START The data
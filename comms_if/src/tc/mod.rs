//! # Telecommand module
//!
//! This module provides telecommand functionality to the communications
//! interface.

// ---------------------------------------------------------------------------
// MODULES
// ---------------------------------------------------------------------------

pub mod motion;
pub mod speed_limits;

// ---------------------------------------------------------------------------
// IMPORTS
// ---------------------------------------------------------------------------

// External
use serde::{Deserialize, Serialize};
use serde_json;
use std::str::FromStr;
use structopt::StructOpt;
use thiserror::Error;

// Internal
use motion::MotionCmd;
use speed_limits::SpeedLimitsCmd;

// ---------------------------------------------------------------------------
// ENUMERATIONS
// ---------------------------------------------------------------------------

/// A telecommand, i.e. an instruction sent to the executive by the ground
/// station.
///
/// TCs are carried on the wire as JSON, produced by [`Tc::to_json`] and read
/// by [`Tc::from_json`].
///
/// Negative numbers are valid argument values (the speed limit commands use
/// non-positive values as the "leave controller default" marker), so the
/// parser is set to accept them.
#[derive(Debug, Clone, PartialEq, Serialize, Deserialize, StructOpt)]
#[structopt(
    global_settings = &[structopt::clap::AppSettings::AllowNegativeNumbers]
)]
pub enum Tc {
    /// Put the executive into safe mode, halting all motion output.
    #[structopt(name = "safe")]
    MakeSafe,

    /// Take the executive out of safe mode.
    #[structopt(name = "unsafe")]
    MakeUnsafe,

    /// Reconfigure the speed limits applied to outgoing motion.
    #[structopt(name = "limits")]
    SpeedLimits(SpeedLimitsCmd),

    /// Command a motion of the manipulator.
    #[structopt(name = "mnvr")]
    Motion(MotionCmd),
}

/// Response to a telecommand, sent back to the source of the TC.
#[derive(Debug, Clone, Copy, PartialEq, Eq, Serialize, Deserialize)]
pub enum TcResponse {
    /// The TC was accepted and executed.
    Ok,

    /// The TC was well formed but cannot be executed in the current state,
    /// for example because the executive is in safe mode.
    CannotExecute,

    /// The TC was malformed or failed validation and has been discarded.
    Invalid,
}

/// Errors raised while parsing a TC.
#[derive(Debug, Error)]
pub enum TcParseError {
    #[error("The TC is not valid JSON: {0}")]
    InvalidJson(serde_json::Error),
}

// ---------------------------------------------------------------------------
// DATA STRUCTURES
// ---------------------------------------------------------------------------

/// A three component vector carried in a telecommand.
///
/// On the command line a vector is written as three comma-separated
/// components, for example `1.0,0.5,0.0`.
#[derive(Debug, Clone, Copy, PartialEq, Serialize, Deserialize)]
pub struct Vector3 {
    pub x: f64,
    pub y: f64,
    pub z: f64,
}

/// An attitude quaternion carried in a telecommand.
///
/// On the command line a quaternion is written as four comma-separated
/// components in scalar-first order, for example `1.0,0.0,0.0,0.0`.
#[derive(Debug, Clone, Copy, PartialEq, Serialize, Deserialize)]
pub struct Quaternion {
    pub w: f64,
    pub x: f64,
    pub y: f64,
    pub z: f64,
}

// ---------------------------------------------------------------------------
// IMPLEMENTATIONS
// ---------------------------------------------------------------------------

impl Tc {
    /// Parse a TC from its JSON wire form.
    pub fn from_json(json_str: &str) -> Result<Self, TcParseError> {
        serde_json::from_str(json_str).map_err(TcParseError::InvalidJson)
    }

    /// Serialise this TC into a JSON packet
    pub fn to_json(&self) -> Result<String, TcParseError> {
        serde_json::to_string(self).map_err(TcParseError::InvalidJson)
    }
}

impl Vector3 {
    pub fn new(x: f64, y: f64, z: f64) -> Self {
        Self { x, y, z }
    }

    /// True if all components are finite (not NaN or infinite).
    pub fn is_finite(&self) -> bool {
        self.x.is_finite() && self.y.is_finite() && self.z.is_finite()
    }
}

impl From<Vector3> for [f64; 3] {
    fn from(v: Vector3) -> Self {
        [v.x, v.y, v.z]
    }
}

impl FromStr for Vector3 {
    type Err = String;

    fn from_str(s: &str) -> Result<Self, Self::Err> {
        let comps = parse_components(s, 3)?;
        Ok(Vector3::new(comps[0], comps[1], comps[2]))
    }
}

impl Quaternion {
    /// True if all components are finite (not NaN or infinite).
    pub fn is_finite(&self) -> bool {
        self.w.is_finite() && self.x.is_finite() && self.y.is_finite() && self.z.is_finite()
    }

    /// The euclidean norm of the quaternion.
    pub fn norm(&self) -> f64 {
        (self.w * self.w + self.x * self.x + self.y * self.y + self.z * self.z).sqrt()
    }
}

impl From<Quaternion> for [f64; 4] {
    fn from(q: Quaternion) -> Self {
        [q.w, q.x, q.y, q.z]
    }
}

impl FromStr for Quaternion {
    type Err = String;

    fn from_str(s: &str) -> Result<Self, Self::Err> {
        let comps = parse_components(s, 4)?;
        Ok(Quaternion {
            w: comps[0],
            x: comps[1],
            y: comps[2],
            z: comps[3],
        })
    }
}

// ---------------------------------------------------------------------------
// PRIVATE FUNCTIONS
// ---------------------------------------------------------------------------

/// Parse a comma-separated list of floats with exactly `expected` elements.
fn parse_components(s: &str, expected: usize) -> Result<Vec<f64>, String> {
    let parts: Vec<&str> = s.split(',').collect();

    if parts.len() != expected {
        return Err(format!(
            "Expected {} comma-separated components, found {}",
            expected,
            parts.len()
        ));
    }

    parts
        .iter()
        .map(|p| {
            p.trim()
                .parse::<f64>()
                .map_err(|e| format!("Invalid component \"{}\": {}", p, e))
        })
        .collect()
}

// ---------------------------------------------------------------------------
// TESTS
// ---------------------------------------------------------------------------

#[cfg(test)]
mod test {
    use super::*;

    #[test]
    fn test_tc_json_round_trip() {
        let tcs = vec![
            Tc::MakeSafe,
            Tc::MakeUnsafe,
            Tc::SpeedLimits(SpeedLimitsCmd::SetPtpJoint {
                relative_velocity: 0.5,
                relative_acceleration: -1.0,
            }),
            Tc::SpeedLimits(SpeedLimitsCmd::SetCartesianServo {
                trans_velocity_ms: Vector3::new(1.0, 1.0, 1.0),
                rot_velocity_rads: Vector3::new(0.0, 0.0, 0.3),
            }),
            Tc::Motion(MotionCmd::Stop),
        ];

        for tc in tcs {
            let json = tc.to_json().unwrap();
            let parsed = Tc::from_json(&json).unwrap();
            assert_eq!(parsed, tc);
        }
    }

    #[test]
    fn test_tc_from_json_rejects_garbage() {
        assert!(matches!(
            Tc::from_json("{\"NotARealTc\": 4}"),
            Err(TcParseError::InvalidJson(_))
        ));
        assert!(matches!(
            Tc::from_json("not json at all"),
            Err(TcParseError::InvalidJson(_))
        ));
    }

    #[test]
    fn test_vector3_from_str() {
        assert_eq!(
            "1.0,0.5,0.0".parse::<Vector3>().unwrap(),
            Vector3::new(1.0, 0.5, 0.0)
        );
        assert_eq!(
            " 1.0, 0.5, 0.0 ".parse::<Vector3>().unwrap(),
            Vector3::new(1.0, 0.5, 0.0)
        );
        assert!("1.0,0.5".parse::<Vector3>().is_err());
        assert!("1.0,0.5,pears".parse::<Vector3>().is_err());
    }

    #[test]
    fn test_quaternion_from_str() {
        let q = "1.0,0.0,0.0,0.0".parse::<Quaternion>().unwrap();
        assert_eq!(q.w, 1.0);
        assert_eq!(q.norm(), 1.0);
        assert!("1.0,0.0,0.0".parse::<Quaternion>().is_err());
    }

    #[test]
    fn test_structopt_parse() {
        use structopt::StructOpt;

        let tc = Tc::from_iter_safe(vec!["tc", "safe"]).unwrap();
        assert_eq!(tc, Tc::MakeSafe);

        let tc = Tc::from_iter_safe(vec![
            "tc", "limits", "ptp-joint", "0.5", "0.25",
        ])
        .unwrap();
        assert_eq!(
            tc,
            Tc::SpeedLimits(SpeedLimitsCmd::SetPtpJoint {
                relative_velocity: 0.5,
                relative_acceleration: 0.25,
            })
        );

        let tc = Tc::from_iter_safe(vec![
            "tc", "limits", "cart-servo", "1,1,1", "0.5,0.5,0.5",
        ])
        .unwrap();
        assert_eq!(
            tc,
            Tc::SpeedLimits(SpeedLimitsCmd::SetCartesianServo {
                trans_velocity_ms: Vector3::new(1.0, 1.0, 1.0),
                rot_velocity_rads: Vector3::new(0.5, 0.5, 0.5),
            })
        );

        // Non-positive values are the "leave controller default" marker and
        // must parse rather than being taken for flags
        let tc = Tc::from_iter_safe(vec![
            "tc", "limits", "ptp-joint", "-1.0", "0.25",
        ])
        .unwrap();
        assert_eq!(
            tc,
            Tc::SpeedLimits(SpeedLimitsCmd::SetPtpJoint {
                relative_velocity: -1.0,
                relative_acceleration: 0.25,
            })
        );

        assert!(Tc::from_iter_safe(vec!["tc", "selfdestruct"]).is_err());
    }
}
END The data
#### Problem details:
Give the lines of the material above again, exactly, from its first line through the line that contains "use serde_json;" and no further.

#### Expected answer:
filename comms_if/src/tc/mod.rs
//! # Telecommand module
//!
//! This module provides telecommand functionality to the communications
//! interface.

// ---------------------------------------------------------------------------
// MODULES
// ---------------------------------------------------------------------------

pub mod motion;
pub mod speed_limits;

// ---------------------------------------------------------------------------
// IMPORTS
// ---------------------------------------------------------------------------

// External
use serde::{Deserialize, Serialize};
use serde_json;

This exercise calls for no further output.